> _TRY IT_:
If a line in the entries below includes "ImportError", show that line.

> _EXTRACTED MATERIAL_:
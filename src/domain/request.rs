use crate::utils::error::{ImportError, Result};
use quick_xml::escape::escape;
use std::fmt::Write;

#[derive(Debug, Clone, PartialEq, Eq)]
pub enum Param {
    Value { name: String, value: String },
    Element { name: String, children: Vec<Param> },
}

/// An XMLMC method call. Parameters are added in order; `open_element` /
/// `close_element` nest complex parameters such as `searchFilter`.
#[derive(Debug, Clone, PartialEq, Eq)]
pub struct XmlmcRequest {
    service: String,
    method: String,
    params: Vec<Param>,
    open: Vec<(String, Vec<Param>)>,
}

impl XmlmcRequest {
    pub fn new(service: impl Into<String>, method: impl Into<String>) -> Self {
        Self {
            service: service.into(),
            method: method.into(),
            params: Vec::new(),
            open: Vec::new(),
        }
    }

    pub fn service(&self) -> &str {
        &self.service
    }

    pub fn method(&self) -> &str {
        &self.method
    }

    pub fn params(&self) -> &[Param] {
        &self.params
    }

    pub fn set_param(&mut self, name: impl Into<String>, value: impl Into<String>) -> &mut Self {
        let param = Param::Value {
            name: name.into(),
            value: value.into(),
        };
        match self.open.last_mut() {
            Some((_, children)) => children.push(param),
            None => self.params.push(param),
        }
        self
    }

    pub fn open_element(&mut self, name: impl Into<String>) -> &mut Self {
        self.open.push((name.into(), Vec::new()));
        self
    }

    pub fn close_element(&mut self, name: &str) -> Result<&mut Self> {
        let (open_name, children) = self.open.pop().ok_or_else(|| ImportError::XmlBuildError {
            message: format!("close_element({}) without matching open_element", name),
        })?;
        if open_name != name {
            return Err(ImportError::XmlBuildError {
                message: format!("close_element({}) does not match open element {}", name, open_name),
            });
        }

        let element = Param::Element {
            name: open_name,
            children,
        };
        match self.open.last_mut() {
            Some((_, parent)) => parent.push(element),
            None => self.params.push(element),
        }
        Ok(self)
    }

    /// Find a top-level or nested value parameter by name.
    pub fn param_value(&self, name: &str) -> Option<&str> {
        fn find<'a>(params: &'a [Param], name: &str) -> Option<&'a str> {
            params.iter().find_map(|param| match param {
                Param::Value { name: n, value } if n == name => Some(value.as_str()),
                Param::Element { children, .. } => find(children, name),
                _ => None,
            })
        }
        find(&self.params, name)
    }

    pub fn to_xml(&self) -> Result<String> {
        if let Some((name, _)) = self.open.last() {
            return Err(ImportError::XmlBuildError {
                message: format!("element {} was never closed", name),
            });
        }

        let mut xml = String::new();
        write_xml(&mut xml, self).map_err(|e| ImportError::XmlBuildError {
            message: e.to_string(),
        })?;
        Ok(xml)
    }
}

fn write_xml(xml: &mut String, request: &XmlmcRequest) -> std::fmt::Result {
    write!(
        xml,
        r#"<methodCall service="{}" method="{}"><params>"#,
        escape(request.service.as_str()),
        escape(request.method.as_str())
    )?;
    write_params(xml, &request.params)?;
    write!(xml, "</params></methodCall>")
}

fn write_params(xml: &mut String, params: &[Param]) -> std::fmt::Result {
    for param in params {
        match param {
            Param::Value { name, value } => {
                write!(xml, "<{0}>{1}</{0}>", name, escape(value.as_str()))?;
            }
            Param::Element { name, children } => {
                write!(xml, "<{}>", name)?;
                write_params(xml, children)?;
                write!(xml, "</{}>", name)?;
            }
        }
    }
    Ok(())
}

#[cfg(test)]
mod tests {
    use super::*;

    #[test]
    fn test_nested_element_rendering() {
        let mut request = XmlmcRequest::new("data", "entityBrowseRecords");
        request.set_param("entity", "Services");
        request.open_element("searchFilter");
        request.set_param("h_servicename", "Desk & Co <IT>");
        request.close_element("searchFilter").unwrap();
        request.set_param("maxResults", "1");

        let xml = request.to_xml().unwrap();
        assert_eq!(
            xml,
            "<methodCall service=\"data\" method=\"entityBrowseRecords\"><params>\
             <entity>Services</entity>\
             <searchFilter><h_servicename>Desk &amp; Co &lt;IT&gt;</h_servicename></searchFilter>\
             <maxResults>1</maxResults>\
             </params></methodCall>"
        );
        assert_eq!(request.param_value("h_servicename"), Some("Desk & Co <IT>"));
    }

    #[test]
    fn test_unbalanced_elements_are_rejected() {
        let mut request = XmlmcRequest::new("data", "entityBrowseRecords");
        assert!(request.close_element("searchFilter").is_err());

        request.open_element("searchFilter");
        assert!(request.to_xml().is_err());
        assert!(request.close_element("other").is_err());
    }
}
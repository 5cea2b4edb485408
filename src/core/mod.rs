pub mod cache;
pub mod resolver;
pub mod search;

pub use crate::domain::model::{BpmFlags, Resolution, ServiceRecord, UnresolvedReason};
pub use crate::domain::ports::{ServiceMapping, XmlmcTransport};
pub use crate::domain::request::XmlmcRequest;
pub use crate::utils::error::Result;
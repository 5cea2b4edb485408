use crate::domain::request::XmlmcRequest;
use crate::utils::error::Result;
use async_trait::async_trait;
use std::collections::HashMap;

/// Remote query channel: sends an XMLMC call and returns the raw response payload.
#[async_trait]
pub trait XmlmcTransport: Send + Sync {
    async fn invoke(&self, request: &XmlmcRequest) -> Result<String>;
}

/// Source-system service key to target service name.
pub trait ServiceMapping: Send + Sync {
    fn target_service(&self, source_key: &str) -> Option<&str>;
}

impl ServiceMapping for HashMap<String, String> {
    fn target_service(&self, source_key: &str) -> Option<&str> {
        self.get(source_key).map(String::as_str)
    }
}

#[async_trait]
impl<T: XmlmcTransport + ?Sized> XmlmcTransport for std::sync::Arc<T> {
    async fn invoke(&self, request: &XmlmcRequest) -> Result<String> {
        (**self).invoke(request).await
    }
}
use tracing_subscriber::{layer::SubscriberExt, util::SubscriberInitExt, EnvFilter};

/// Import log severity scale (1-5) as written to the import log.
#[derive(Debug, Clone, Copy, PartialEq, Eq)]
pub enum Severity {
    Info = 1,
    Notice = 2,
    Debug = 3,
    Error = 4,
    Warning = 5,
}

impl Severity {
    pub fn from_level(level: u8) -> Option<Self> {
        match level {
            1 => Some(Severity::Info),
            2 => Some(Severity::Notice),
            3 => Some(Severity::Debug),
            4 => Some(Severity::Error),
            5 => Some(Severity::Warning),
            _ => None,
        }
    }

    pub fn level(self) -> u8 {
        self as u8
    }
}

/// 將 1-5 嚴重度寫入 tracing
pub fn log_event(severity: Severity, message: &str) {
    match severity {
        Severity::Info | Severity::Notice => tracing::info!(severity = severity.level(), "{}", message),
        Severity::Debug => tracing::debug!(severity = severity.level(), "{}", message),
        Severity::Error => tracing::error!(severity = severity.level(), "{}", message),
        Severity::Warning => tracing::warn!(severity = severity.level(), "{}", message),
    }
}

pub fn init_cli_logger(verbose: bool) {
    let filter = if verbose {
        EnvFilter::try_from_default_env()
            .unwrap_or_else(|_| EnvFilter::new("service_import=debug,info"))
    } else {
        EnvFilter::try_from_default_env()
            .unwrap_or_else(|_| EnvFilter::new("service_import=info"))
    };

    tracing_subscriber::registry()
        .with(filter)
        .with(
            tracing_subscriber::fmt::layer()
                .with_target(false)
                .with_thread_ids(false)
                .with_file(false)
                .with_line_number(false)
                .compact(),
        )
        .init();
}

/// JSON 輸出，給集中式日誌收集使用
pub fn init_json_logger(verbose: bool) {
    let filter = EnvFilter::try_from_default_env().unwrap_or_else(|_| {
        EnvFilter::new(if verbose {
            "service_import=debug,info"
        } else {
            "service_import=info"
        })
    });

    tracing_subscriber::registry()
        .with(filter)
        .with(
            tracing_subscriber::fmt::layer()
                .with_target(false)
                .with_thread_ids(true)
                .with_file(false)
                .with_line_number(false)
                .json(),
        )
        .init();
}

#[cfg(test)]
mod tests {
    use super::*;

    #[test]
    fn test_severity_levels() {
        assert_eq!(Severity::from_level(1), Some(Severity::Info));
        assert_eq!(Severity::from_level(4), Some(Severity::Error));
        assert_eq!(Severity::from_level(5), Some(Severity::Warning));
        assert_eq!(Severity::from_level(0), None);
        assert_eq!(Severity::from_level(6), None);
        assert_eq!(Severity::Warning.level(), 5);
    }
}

> _SOLUTION TO THIS PROBLEM_:
use crate::utils::error::{ImportError, Result};
        let (open_name, children) = self.open.pop().ok_or_else(|| ImportError::XmlBuildError {
            return Err(ImportError::XmlBuildError {
            return Err(ImportError::XmlBuildError {
        write_xml(&mut xml, self).map_err(|e| ImportError::XmlBuildError {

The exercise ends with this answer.